Authors: Frederick Manfred
Ransom smiled.
“Don't worry, boy. With your looks, the girls at The Stinging Lizard'll come cooing around you like doves after corn.”
“Ha.”
“Now listen to me, you. When you've finally decided which one you want, this is what you do. You sweet-talk her about some gold you've found. You know. Gold, gold!”
“We haven't found any yet.”
Sam stomped around. “Dammit, boy, will you listen to me?”
“All right.”
“Gold, gold! Do that and pretty soon your gal will lean toward you like a sore-eyed kitten to a basin of milk.”
“What if I don't love her?”
“Pah! Love will go where it is sent.”
Ransom's lower lip came out. It showed pink, full, almost like an extra tongue under his black gambler's mustache.
“And don't worry, boy. From what I heard that wagon master say, the one that rode with Custer all over the Black Hills, there's gold a-laying there between them slabs of rock as thick as cheese in a sandwich.”
“There better be.”
They went down through the lobby. The air was heavy with the odors of pipe tobacco, whiskey, new corduroys, sweated leathers. In the wide doorway they stepped around a fat man looking at a watch as big as a biscuit. Two blue soldiers, leaning against a porch post, stood as if put there to hold it up.
Clouds of brown moved down the street, going from west to east, as much dusk as dust. Sometimes starlight caught a floating mote just right and made it glint like gold, an infinitesimal atom of it. Oxen droppings gave off a pervasive stinging smell. Occasionally a fiber of horse dung stuck on the edge of a wet lip, sometimes went up the nostril like a lost bit of snuff. The sound of clopping horse hoofs, rattling wheels, irregular squealing dry axles filled the air. Mares
bugled for lost colts, geldings for lost studhood, mules for lost ancestry. Over it all, like a floating net, up and down, loose and taut, rode the ceaseless veil of human talk.
A gallows reared against the fleshen sky on the west end of Main Street. A single humped question mark hung dangling between its wooden parentheses.
Ransom and Sam turned right. Their heels made low stumping sounds on the hollow boardwalk.
They passed a stagecoach office, a Chinese laundry, an opera house, a blacksmith shop, a gun shop.

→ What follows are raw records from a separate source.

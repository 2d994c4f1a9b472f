// apps/kernel-server/src/store/memory.rs
// Purpose: In-memory Store used by unit/integration tests and local dev
// without Postgres. Mirrors the semantics of PostgresStore exactly:
// same version bump behavior, same dedup-on-assign behavior.
// Architecture: Persistence adapter (test double)
// Dependencies: dashmap

use async_trait::async_trait;
use chrono::Utc;
use dashmap::DashMap;
use std::sync::atomic::{AtomicI64, Ordering};
use std::sync::Mutex;
use uuid::Uuid;

use crate::error::StoreError;
use crate::models::{Agent, AgentCost, AgentStatus, ActivityEntry, Message, Room, Task, TaskStatus};
use crate::store::{AgentUpdate, NewMessage, NewTask, Store, StoreSnapshot};

pub struct MemoryStore {
    agents: DashMap<String, Agent>,
    tasks: DashMap<String, Task>,
    messages: Mutex<Vec<Message>>,
    activity: Mutex<Vec<ActivityEntry>>,
    costs: DashMap<String, AgentCost>,
    version: AtomicI64,
}

impl MemoryStore {
    pub fn new() -> Self {
        MemoryStore {
            agents: DashMap::new(),
            tasks: DashMap::new(),
            messages: Mutex::new(Vec::new()),
            activity: Mutex::new(Vec::new()),
            costs: DashMap::new(),
            version: AtomicI64::new(0),
        }
    }

    /// Seeds an agent directly, bypassing version bumps, for test setup.
    pub fn seed_agent(&self, agent: Agent) {
        self.agents.insert(agent.id.clone(), agent);
    }
}

impl Default for MemoryStore {
    fn default() -> Self {
        Self::new()
    }
}

#[async_trait]
impl Store for MemoryStore {
    async fn ping(&self) -> Result<(), StoreError> {
        Ok(())
    }

    async fn get_agent(&self, id: &str) -> Result<Option<Agent>, StoreError> {
        Ok(self.agents.get(id).map(|a| a.clone()))
    }

    async fn list_agents(&self) -> Result<Vec<Agent>, StoreError> {
        let mut agents: Vec<Agent> = self.agents.iter().map(|a| a.clone()).collect();
        agents.sort_by(|a, b| a.id.cmp(&b.id));
        Ok(agents)
    }

    async fn update_agent(
        &self,
        id: &str,
        update: AgentUpdate,
    ) -> Result<Option<Agent>, StoreError> {
        let mut entry = match self.agents.get_mut(id) {
            Some(entry) => entry,
            None => return Ok(None),
        };
        if let Some(room) = update.room {
            entry.room = room;
        }
        if let Some(status) = update.status {
            entry.status = status;
        }
        if let Some(current_task) = update.current_task {
            entry.current_task = current_task;
        }
        if let Some(thought_chain) = update.thought_chain {
            entry.thought_chain = thought_chain;
        }
        entry.updated_at = Utc::now();
        Ok(Some(entry.clone()))
    }

    async fn override_agents(
        &self,
        status: Option<AgentStatus>,
        room: Option<Room>,
    ) -> Result<Vec<Agent>, StoreError> {
        let mut updated = Vec::new();
        for mut entry in self.agents.iter_mut() {
            if let Some(status) = status {
                entry.status = status;
            }
            if let Some(room) = room {
                entry.room = room;
            }
            entry.updated_at = Utc::now();
            updated.push(entry.clone());
        }
        updated.sort_by(|a, b| a.id.cmp(&b.id));
        Ok(updated)
    }

    async fn list_idle_agents(&self) -> Result<Vec<Agent>, StoreError> {
        let mut agents: Vec<Agent> = self
            .agents
            .iter()
            .filter(|a| a.status == AgentStatus::Idle)
            .map(|a| a.clone())
            .collect();
        agents.sort_by(|a, b| a.id.cmp(&b.id));
        Ok(agents)
    }

    async fn get_task(&self, id: &str) -> Result<Option<Task>, StoreError> {
        Ok(self.tasks.get(id).map(|t| t.clone()))
    }

    async fn list_tasks(&self, agent_id: Option<&str>) -> Result<Vec<Task>, StoreError> {
        let mut tasks: Vec<Task> = self
            .tasks
            .iter()
            .filter(|t| match agent_id {
                Some(agent_id) => t.assigned_agents.iter().any(|a| a == agent_id),
                None => true,
            })
            .map(|t| t.clone())
            .collect();
        tasks.sort_by(|a, b| b.created_at.cmp(&a.created_at));
        Ok(tasks)
    }

    async fn create_task(&self, new_task: NewTask) -> Result<Task, StoreError> {
        if new_task.title.trim().is_empty() {
            return Err(StoreError::Invalid("task title must not be empty".into()));
        }

        let mut assigned_agents = new_task.assigned_agents;
        assigned_agents.sort();
        assigned_agents.dedup();

        let now = Utc::now();
        let task = Task {
            id: Uuid::new_v4().to_string(),
            title: new_task.title,
            description: new_task.description,
            status: new_task.status,
            priority: new_task.priority,
            created_by: new_task.created_by,
            assigned_agents,
            created_at: now,
            updated_at: now,
        };
        self.tasks.insert(task.id.clone(), task.clone());
        Ok(task)
    }

    async fn set_task_status(
        &self,
        id: &str,
        status: TaskStatus,
    ) -> Result<Option<Task>, StoreError> {
        let mut entry = match self.tasks.get_mut(id) {
            Some(entry) => entry,
            None => return Ok(None),
        };
        entry.status = status;
        entry.updated_at = Utc::now();
        Ok(Some(entry.clone()))
    }

    async fn list_backlog_tasks(&self, agent_id: &str) -> Result<Vec<Task>, StoreError> {
        let mut tasks: Vec<Task> = self
            .tasks
            .iter()
            .filter(|t| {
                t.status == TaskStatus::Backlog && t.assigned_agents.iter().any(|a| a == agent_id)
            })
            .map(|t| t.clone())
            .collect();
        tasks.sort_by(|a, b| b.priority.cmp(&a.priority).then(a.created_at.cmp(&b.created_at)));
        Ok(tasks)
    }

    async fn list_messages(
        &self,
        limit: i64,
        agent_id: Option<&str>,
    ) -> Result<Vec<Message>, StoreError> {
        let messages = self.messages.lock().unwrap();
        let mut filtered: Vec<Message> = messages
            .iter()
            .filter(|m| match agent_id {
                Some(agent_id) => m.from_agent == agent_id || m.to_agent == agent_id,
                None => true,
            })
            .cloned()
            .collect();
        filtered.sort_by(|a, b| b.created_at.cmp(&a.created_at));
        filtered.truncate(limit.max(0) as usize);
        Ok(filtered)
    }

    async fn create_message(&self, new_message: NewMessage) -> Result<Message, StoreError> {
        if new_message.content.trim().is_empty() {
            return Err(StoreError::Invalid("message content must not be empty".into()));
        }

        let message = Message {
            id: Uuid::new_v4().to_string(),
            from_agent: new_message.from_agent,
            to_agent: new_message.to_agent,
            content: new_message.content,
            message_type: new_message.message_type,
            created_at: Utc::now(),
        };
        self.messages.lock().unwrap().push(message.clone());
        Ok(message)
    }

    async fn list_activity(&self, limit: i64) -> Result<Vec<ActivityEntry>, StoreError> {
        let activity = self.activity.lock().unwrap();
        let mut entries: Vec<ActivityEntry> = activity.clone();
        entries.sort_by(|a, b| b.created_at.cmp(&a.created_at));
        entries.truncate(limit.max(0) as usize);
        Ok(entries)
    }

    async fn log_activity(
        &self,
        agent_id: &str,
        action: &str,
        details: serde_json::Value,
    ) -> Result<(), StoreError> {
        let entry = ActivityEntry {
            id: Uuid::new_v4().to_string(),
            agent_id: agent_id.to_string(),
            action: action.to_string(),
            details,
            created_at: Utc::now(),
        };
        self.activity.lock().unwrap().push(entry);
        Ok(())
    }

    async fn get_costs(&self) -> Result<Vec<(String, AgentCost)>, StoreError> {
        Ok(self
            .costs
            .iter()
            .map(|e| (e.key().clone(), e.value().clone()))
            .collect())
    }

    async fn bump_version(&self) -> Result<i64, StoreError> {
        Ok(self.version.fetch_add(1, Ordering::SeqCst) + 1)
    }

    async fn current_version(&self) -> Result<i64, StoreError> {
        Ok(self.version.load(Ordering::SeqCst))
    }

    async fn get_full_state(&self, messages_limit: i64) -> Result<(StoreSnapshot, i64), StoreError> {
        let version = self.version.load(Ordering::SeqCst);
        let agents = self.list_agents().await?;
        let messages = self.list_messages(messages_limit, None).await?;
        let tasks = self.list_tasks(None).await?;
        Ok((
            StoreSnapshot {
                agents,
                messages,
                tasks,
            },
            version,
        ))
    }
}

#[cfg(test)]
mod tests {
    use super::*;

    fn agent(id: &str) -> Agent {
        Agent {
            id: id.to_string(),
            name: id.to_string(),
            role: "engineer".to_string(),
            room: Room::Desks,
            status: AgentStatus::Idle,
            current_task: String::new(),
            thought_chain: String::new(),
            tech_stack: vec![],
            avatar_color: "#000000".to_string(),
            updated_at: Utc::now(),
        }
    }

    #[tokio::test]
    async fn create_task_dedups_assignees() {
        let store = MemoryStore::new();
        let task = store
            .create_task(NewTask {
                title: "ship it".into(),
                description: String::new(),
                status: TaskStatus::Backlog,
                priority: 0,
                created_by: "abby".into(),
                assigned_agents: vec!["abby".into(), "abby".into(), "ben".into()],
            })
            .await
            .unwrap();
        assert_eq!(task.assigned_agents, vec!["abby".to_string(), "ben".to_string()]);
    }

    #[tokio::test]
    async fn bump_version_is_monotonic() {
        let store = MemoryStore::new();
        let v1 = store.bump_version().await.unwrap();
        let v2 = store.bump_version().await.unwrap();
        assert_eq!(v1 + 1, v2);
        assert_eq!(store.current_version().await.unwrap(), v2);
    }

    #[tokio::test]
    async fn list_idle_agents_filters_by_status() {
        let store = MemoryStore::new();
        let mut working = agent("busy");
        working.status = AgentStatus::Working;
        store.seed_agent(agent("idle-one"));
        store.seed_agent(working);

        let idle = store.list_idle_agents().await.unwrap();
        assert_eq!(idle.len(), 1);
        assert_eq!(idle[0].id, "idle-one");
    }

    #[tokio::test]
    async fn create_task_rejects_empty_title() {
        let store = MemoryStore::new();
        let result = store
            .create_task(NewTask {
                title: "   ".into(),
                description: String::new(),
                status: TaskStatus::Backlog,
                priority: 0,
                created_by: "abby".into(),
                assigned_agents: vec![],
            })
            .await;
        assert!(result.is_err());
    }
}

The doors to all the stores were jammed with floaters: railhead tramps, buffalo hunters, trappers, bullwhackers, miners, old mountain men, cowboys, soldiers, Indians, half-breeds, gamblers, promoters, lawyers, gunmen. Everybody wore a weapon of some kind, gun, rifle, knife. There were continual surges of raw laughter and raw talk and raw song.
“A real Saturday-night town,” Sam commented. “Wild and woolly and hard to curry.”
“With never a Sunday to worry about,” Ransom added.
“Nor any excommunications.”
“God sure must've raked out the bottom of hell to outfit this place.”
“That he did.”
“Denver is heaven compared to this.”
“Now, yes. But twenty years ago, no.”
“Was Denver really tough then?”
“It was. And in some ways worse. There was more money there. By a long ways. This is only a jump-off place.” Sam smiled out of his massy gray beard. “But wait'll you see the town we'll build us in the Black Hills when the new gold stampede is really on.”
“I can hardly wait.”
“You are in a hurry, ain't y'u?”
“I aim to get rich quick. There's a lot of things I want to do before I die. I feel it in my bones that I'm meant for something big.”
“
There's plenty of time.”
They strolled past the swank brick Cactus Club. Two English dandies were taking it easy in a big swing on the wide veranda. They were tippling wine and smoking long cigars. They looked upon the turmoil of the street with brow-raised hauteur.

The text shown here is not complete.